You can join the conversation. Have you read it? What did you learn from Olive Kitteridge? What can we learn from these stories of small-town interconnectedness? In our go-go-go fast-paced global world, how important is it to know our neighbors? Our community? Tell us what you think — here on this page, on Twitter, and on Facebook.

Guest:

Elizabeth Strout won the 2009 Pulitzer Prize in fiction for her latest book, “Olive Kitteridge.” Previous works include “Abide with Me” and “Amy and Isabelle.” She is on the faculty of the MFA program at Queens University in Charlotte, North Carolina.

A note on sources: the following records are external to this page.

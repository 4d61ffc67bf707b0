//! # Linear programs
//!
//! Describing problems before they are handed to the algorithm.
pub mod elements;
pub mod standard_form;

Read an excerpt from “Olive Kitteridge.”

Please follow our community rules when engaging in comment discussion on this site.
  • Sam E.

    Could you ask, Elizabeth Strout if basket of trips was inspired by Hitchcock? The sort of glum sense of humor with which the characters contemplating murder reminded me very much of a conversation from say Rope or the Trouble with Harry.

  • Sam E.

    *were contemplating

  • Bobbie Brennan

    Her ability to capture the seemingly inconsequential moments of life and transform them into powerful, careful observations about the complexity of relationships. In a world of political correctness and people reluctant to speak the truth, Olive is so refreshingly real. Everyone needs as friend like her:someone to strip away the falseness. As someone who has recently retired from teaching English, I was so captivated by her observations about aging that I had to research her age- too young to have lived through but so accurate nonetheless.
    I am a usually a serial reader but with Olive I had to stop for days-weeks- to reflect on the lives and the meaning of the characters, not wanting to have any other characters interfere!

  • claire Williams

    I found Olive to be the most unsympathetic, disagreeable character that I’ve encountered in a long time. I felt sorry for her when she lost her husband to a stroke, but I still couldn’t overcome my feelings of antipathy.
    The other people in the book led lives of such quiet desperation that it made me feel very lucky! My life hasn’t been all sweetness and light but in contrast to most of the people in this book, it’s been a piece of cake!!

  • Virginia

    I haven’t read the book but will now. From what little I’ve heard — I’m Olive too.

  • Laurie Lemson

    I wanted to thank Elizabeth Strout for writing “Olive Kitteredge”. It affected me in so many ways, on so many levels that I feel enriched and enlightened by it. Most importantly to me, I feel forgiven for being human, for failing, and succeeding at life. I’ve struggled always to “become good” and Olive showed me the pointlessness and wastefulness of that approach. Because, despite her ornery-ness and insensitivity, she was equally kind and perceptive. Me too. And it’s the way it is. The book was masterful in it’s ability to reach us, and to teach us. Again, thank you for writing it.

  • Melissa Cullina

    I live in coastal Maine and I can’t wait to read this book after hearing this program. I’m just about to share a link to this program with a friend. On Point is my FAVORITE program and I stream it from ME all the time.

  • Deb Snyder

    Just what I was looking for in a new author – My grandmother was brought up in Maine I have that old yankee woven into my every fiber – I have a summer place on the coast of Maine a someday hope to live there. I am on a personal journey of self discovery and I can’t wait to loose and find myself in Elizebeth’s books. Great interview!

  • Margaret Culver

    I read this great book while in England and gave it to a young woman friend upon my return to the USA because I wanted to share Eliz’s wonderful style with a younger generation.